**Recorded information:**
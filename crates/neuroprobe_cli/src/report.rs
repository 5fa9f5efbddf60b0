//! JSON reports produced by the subcommands.

use anyhow::{bail, Result};
use serde::Serialize;

use neuroprobe_analysis::{aggregate, top_k_with_config, SearchConfig};
use neuroprobe_core::{
    DenseNetwork, EngineConfig, Image, IndexedImageSource, InferenceRunner, NormMode, Selection,
    WeightStore,
};
use neuroprobe_data::{ImageCorpus, LabelSet};
use neuroprobe_explain::{normalize, saliency, ColorMapper, GlobalNorms, ProbeSession, Projector};

/// An image ready for display: raw extremes, normalized values and colours.
#[derive(Debug, Serialize)]
pub struct RenderedImage {
    pub min: f32,
    pub max: f32,
    pub normalized: Vec<f32>,
    pub colours: Vec<String>,
}

impl RenderedImage {
    pub fn new(image: &Image, mode: NormMode, norms: &GlobalNorms, mapper: &ColorMapper) -> Self {
        let normalized = normalize(image, mode, norms);
        let colours = mapper
            .map_image(&normalized)
            .into_iter()
            .map(|c| c.to_string())
            .collect();
        Self {
            min: image.min(),
            max: image.max(),
            normalized,
            colours,
        }
    }

    /// Render on the image's own extremes, honouring the configured mode.
    fn standalone(image: &Image, mapper: &ColorMapper, config: &EngineConfig) -> Self {
        let norms = GlobalNorms::recompute(std::iter::once(image));
        Self::new(image, config.norm_mode, &norms, mapper)
    }
}

#[derive(Debug, Serialize)]
pub struct Inspection {
    pub inputs: usize,
    pub hidden: usize,
    pub classes: usize,
    pub w1: [usize; 2],
    pub b1: usize,
    pub w2: [usize; 2],
    pub b2: usize,
    #[serde(skip_serializing_if = "Option::is_none")]
    pub images: Option<usize>,
}

pub fn inspect(store: &WeightStore, corpus: Option<&ImageCorpus>) -> Inspection {
    Inspection {
        inputs: store.n_inputs(),
        hidden: store.n_hidden(),
        classes: store.n_classes(),
        w1: [store.n_inputs(), store.n_hidden()],
        b1: store.hidden_bias().len(),
        w2: [store.n_hidden(), store.n_classes()],
        b2: store.output_bias().len(),
        images: corpus.map(IndexedImageSource::len),
    }
}

/// Output of `decode`: a single projection, or a class decoding triple.
#[derive(Debug, Serialize)]
#[serde(untagged)]
pub enum DecodeReport {
    Triple {
        classes: Vec<usize>,
        #[serde(skip_serializing_if = "Option::is_none")]
        prediction: Option<usize>,
        positive: RenderedImage,
        negative: RenderedImage,
        hyperplane: RenderedImage,
    },
    Projection {
        units: Vec<usize>,
        #[serde(skip_serializing_if = "Option::is_none")]
        prediction: Option<usize>,
        image: RenderedImage,
    },
}

/// Options of the `decode` subcommand.
#[derive(Debug, Clone, Copy, Default)]
pub struct DecodeRequest<'a> {
    pub units: &'a [usize],
    pub classes: &'a [usize],
    pub input: Option<&'a [f32]>,
    pub use_absolute: bool,
}

/// Explicit units, or every hidden unit when none are given.
pub fn selection_for(units: &[usize], store: &WeightStore) -> Selection {
    if units.is_empty() {
        Selection::all(store.n_hidden())
    } else {
        units.iter().copied().collect()
    }
}

/// Project a unit selection, or decode the requested classes.
///
/// The triple is always rendered on its shared extremes so the three images
/// stay comparable; `config.norm_mode` only applies to single projections.
pub fn decode(
    store: &WeightStore,
    request: DecodeRequest<'_>,
    config: &EngineConfig,
) -> Result<DecodeReport> {
    let projector = Projector::new(store);
    let mapper = ColorMapper::from_names(&config.colour_stops)?;

    let mut session = ProbeSession::new();
    *session.selection_mut() = selection_for(request.units, store);
    for &class in request.classes {
        session.toggle_class(class);
    }

    let mut prediction = None;
    if let Some(pixels) = request.input {
        let pass = DenseNetwork::new(store).forward(pixels)?;
        tracing::info!(prediction = pass.prediction, "forward pass");
        prediction = Some(pass.prediction);
        session.set_forward(pass);
    }

    if request.classes.is_empty() {
        let image = if session.forward().is_some() {
            session.project_by_activation(&projector, request.use_absolute)?
        } else {
            if request.use_absolute {
                tracing::warn!("--abs has no effect on an unweighted projection");
            }
            session.project_selection(&projector)?
        };
        return Ok(DecodeReport::Projection {
            units: session.selection().iter().collect(),
            prediction,
            image: RenderedImage::standalone(&image, &mapper, config),
        });
    }

    let Some(triple) = session.decode(&projector, request.use_absolute)? else {
        bail!("No classes selected");
    };
    let norms = session.global_norms();
    let render = |image: &Image| RenderedImage::new(image, NormMode::Global, &norms, &mapper);
    Ok(DecodeReport::Triple {
        classes: session.classes().collect(),
        prediction,
        positive: render(&triple.positive),
        negative: render(&triple.negative),
        hyperplane: render(&triple.hyperplane),
    })
}

#[derive(Debug, Serialize)]
pub struct SaliencyReport {
    pub index: usize,
    pub prediction: usize,
    pub total: f32,
    pub image: RenderedImage,
}

/// Saliency of a unit selection for one corpus image.
pub fn saliency_of(
    store: &WeightStore,
    corpus: &ImageCorpus,
    index: usize,
    units: &[usize],
    config: &EngineConfig,
) -> Result<SaliencyReport> {
    let mapper = ColorMapper::from_names(&config.colour_stops)?;
    let input = corpus.image_vec(index)?;

    let prediction = DenseNetwork::new(store).forward(&input)?.prediction;
    let projection = Projector::new(store).project(&selection_for(units, store), None, false)?;
    let map = saliency(&projection, &input)?;
    tracing::debug!(index, total = map.total, "saliency");

    // Displayed on the projection's scale
    let norms = GlobalNorms::recompute(std::iter::once(&projection));
    Ok(SaliencyReport {
        index,
        prediction,
        total: map.total,
        image: RenderedImage::new(&map.image, NormMode::Global, &norms, &mapper),
    })
}

#[derive(Debug, Serialize)]
pub struct Match {
    pub index: usize,
    pub similarity: f32,
    #[serde(skip_serializing_if = "Option::is_none")]
    pub label: Option<u8>,
}

#[derive(Debug, Serialize)]
pub struct SimilarReport {
    pub k: usize,
    pub matches: Vec<Match>,
    #[serde(skip_serializing_if = "Option::is_none")]
    pub aggregate: Option<RenderedImage>,
}

/// Corpus images closest to the projection of a unit selection.
pub fn similar(
    store: &WeightStore,
    corpus: &ImageCorpus,
    labels: Option<&LabelSet>,
    units: &[usize],
    k: Option<usize>,
    config: &EngineConfig,
) -> Result<SimilarReport> {
    if let Some(labels) = labels {
        if labels.len() != corpus.len() {
            bail!(
                "Label count {} does not match corpus size {}",
                labels.len(),
                corpus.len()
            );
        }
    }
    let mapper = ColorMapper::from_names(&config.colour_stops)?;

    let k = k.unwrap_or(config.top_k);
    let query = Projector::new(store).project(&selection_for(units, store), None, false)?;
    let results = top_k_with_config(&query, corpus, k, &SearchConfig::from(config))?;

    let aggregate = if results.is_empty() {
        None
    } else {
        let image = aggregate(&results)?;
        Some(RenderedImage::standalone(&image, &mapper, config))
    };

    let matches = results
        .iter()
        .map(|r| {
            let label = labels.map(|l| l.label_at(r.index)).transpose()?;
            Ok(Match {
                index: r.index,
                similarity: r.similarity,
                label,
            })
        })
        .collect::<Result<Vec<_>>>()?;

    Ok(SimilarReport {
        k,
        matches,
        aggregate,
    })
}

#[cfg(test)]
mod tests {
    use super::*;
    use neuroprobe_core::{PixelScale, IMAGE_SIZE};
    use neuroprobe_data::load_weights;
    use std::path::Path;

    fn write_json<T: Serialize + ?Sized>(dir: &Path, name: &str, value: &T) {
        std::fs::write(dir.join(name), serde_json::to_string(value).unwrap()).unwrap();
    }

    fn write_images(path: &Path, images: &[Vec<u8>]) {
        let mut bytes = Vec::new();
        for value in [2051u32, images.len() as u32, 28, 28] {
            bytes.extend_from_slice(&value.to_be_bytes());
        }
        for image in images {
            bytes.extend_from_slice(image);
        }
        std::fs::write(path, bytes).unwrap();
    }

    fn write_labels(path: &Path, labels: &[u8]) {
        let mut bytes = Vec::new();
        for value in [2049u32, labels.len() as u32] {
            bytes.extend_from_slice(&value.to_be_bytes());
        }
        bytes.extend_from_slice(labels);
        std::fs::write(path, bytes).unwrap();
    }

    /// Unit 0 column = 1, unit 1 column = 4. Class 0 weights (1, -1), class 1 (0, 1).
    ///
    /// Images: fully lit, first pixel lit, blank.
    struct Fixture {
        dir: tempfile::TempDir,
        store: WeightStore,
        corpus: ImageCorpus,
    }

    fn fixture() -> Fixture {
        let dir = tempfile::tempdir().unwrap();
        let model = dir.path().join("model");
        std::fs::create_dir(&model).unwrap();

        let w1: Vec<Vec<f32>> = vec![vec![1.0, 4.0]; IMAGE_SIZE];
        write_json(&model, "layer_0.json", &w1);
        write_json(&model, "layer_1.json", &[0.0f32; 2]);
        write_json(&model, "layer_2.json", &[[1.0f32, 0.0], [-1.0, 1.0]]);
        write_json(&model, "layer_3.json", &[0.0f32; 2]);

        let mut first = vec![0u8; IMAGE_SIZE];
        first[0] = 255;
        write_images(
            &dir.path().join("images.idx"),
            &[vec![255; IMAGE_SIZE], first, vec![0; IMAGE_SIZE]],
        );
        write_labels(&dir.path().join("labels.idx"), &[1, 1, 0]);

        let store = load_weights(&model).unwrap();
        let corpus =
            ImageCorpus::from_idx_file(dir.path().join("images.idx"), PixelScale::Raw).unwrap();
        Fixture { dir, store, corpus }
    }

    #[test]
    fn test_inspect_shapes() {
        let f = fixture();
        let report = inspect(&f.store, Some(&f.corpus));
        assert_eq!(report.w1, [IMAGE_SIZE, 2]);
        assert_eq!(report.w2, [2, 2]);
        assert_eq!(report.images, Some(3));
    }

    #[test]
    fn test_decode_triple_shares_one_scale() {
        let f = fixture();
        let request = DecodeRequest {
            classes: &[0],
            ..Default::default()
        };
        let config = EngineConfig::default();
        assert_eq!(config.norm_mode, NormMode::Local);

        let report = decode(&f.store, request, &config).unwrap();
        let DecodeReport::Triple {
            positive,
            negative,
            hyperplane,
            prediction,
            ..
        } = report
        else {
            panic!("expected a decoding triple");
        };

        // Extremes of the triple are -4 and 1, so everything is divided by 4
        assert!(prediction.is_none());
        assert_eq!(positive.max, 1.0);
        assert!(positive.normalized.iter().all(|&v| v == 0.25));
        assert!(negative.normalized.iter().all(|&v| v == -1.0));
        assert!(hyperplane.normalized.iter().all(|&v| v == -0.75));
        assert_eq!(negative.colours[0], "#0000ff");
        assert_eq!(positive.colours[0], "#404040");
    }

    #[test]
    fn test_decode_projection_by_activation() {
        let f = fixture();
        let pixels = f.corpus.image_vec(1).unwrap();
        let config = EngineConfig::default();

        let plain = DecodeRequest {
            units: &[0, 1],
            ..Default::default()
        };
        let DecodeReport::Projection { image, .. } = decode(&f.store, plain, &config).unwrap()
        else {
            panic!("expected a projection");
        };
        assert_eq!(image.max, 5.0);

        // Hidden activations are (255, 1020): 1·255 + 4·1020
        let weighted = DecodeRequest {
            input: Some(pixels.as_slice()),
            ..plain
        };
        let DecodeReport::Projection {
            image, prediction, ..
        } = decode(&f.store, weighted, &config).unwrap()
        else {
            panic!("expected a projection");
        };
        assert_eq!(prediction, Some(1));
        assert_eq!(image.max, 4335.0);
        assert!(image.normalized.iter().all(|&v| v == 1.0));
    }

    #[test]
    fn test_decode_rejects_unknown_class() {
        let f = fixture();
        let request = DecodeRequest {
            classes: &[5],
            ..Default::default()
        };
        assert!(decode(&f.store, request, &EngineConfig::default()).is_err());
    }

    #[test]
    fn test_saliency_on_projection_scale() {
        let f = fixture();
        let report = saliency_of(&f.store, &f.corpus, 1, &[1], &EngineConfig::default()).unwrap();

        assert_eq!(report.total, 1020.0);
        assert_eq!(report.image.min, 4.0);
        assert_eq!(report.image.max, 4.0);
        // 4 · 255 divided by the projection extent of 4
        assert_eq!(report.image.normalized[0], 255.0);
        assert!(report.image.normalized[1..].iter().all(|&v| v == 0.0));
    }

    #[test]
    fn test_similar_with_labels() {
        let f = fixture();
        let labels = LabelSet::from_idx_file(f.dir.path().join("labels.idx")).unwrap();
        let report = similar(
            &f.store,
            &f.corpus,
            Some(&labels),
            &[0],
            Some(2),
            &EngineConfig::default(),
        )
        .unwrap();

        let order: Vec<usize> = report.matches.iter().map(|m| m.index).collect();
        assert_eq!(order, vec![0, 1]);
        assert_eq!(report.matches[0].label, Some(1));
        assert_eq!(report.matches[1].similarity, 255.0);
        assert!(report.aggregate.is_some());
    }

    #[test]
    fn test_similar_defaults_to_configured_k() {
        let f = fixture();
        let config = EngineConfig {
            top_k: 1,
            ..Default::default()
        };
        let report = similar(&f.store, &f.corpus, None, &[], None, &config).unwrap();
        assert_eq!(report.k, 1);
        assert_eq!(report.matches.len(), 1);
        assert!(report.matches[0].label.is_none());
    }

    #[test]
    fn test_similar_rejects_label_mismatch() {
        let f = fixture();
        let labels = LabelSet::new(vec![0, 1]);
        let result = similar(
            &f.store,
            &f.corpus,
            Some(&labels),
            &[0],
            None,
            &EngineConfig::default(),
        );
        assert!(result.is_err());
    }

    #[test]
    fn test_report_json_shape() {
        let f = fixture();
        let request = DecodeRequest {
            classes: &[0],
            ..Default::default()
        };
        let report = decode(&f.store, request, &EngineConfig::default()).unwrap();
        let json: serde_json::Value = serde_json::to_value(&report).unwrap();
        assert_eq!(json["classes"], serde_json::json!([0]));
        assert!(json.get("prediction").is_none());
        assert_eq!(json["positive"]["colours"].as_array().unwrap().len(), IMAGE_SIZE);
    }
}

**Assignment:**
Each line that mentions the string "GlobalNorms" must be copied from the listing.

**Task answer:**
use neuroprobe_explain::{normalize, saliency, ColorMapper, GlobalNorms, ProbeSession, Projector};
    pub fn new(image: &Image, mode: NormMode, norms: &GlobalNorms, mapper: &ColorMapper) -> Self {
        let norms = GlobalNorms::recompute(std::iter::once(image));
    let norms = GlobalNorms::recompute(std::iter::once(&projection));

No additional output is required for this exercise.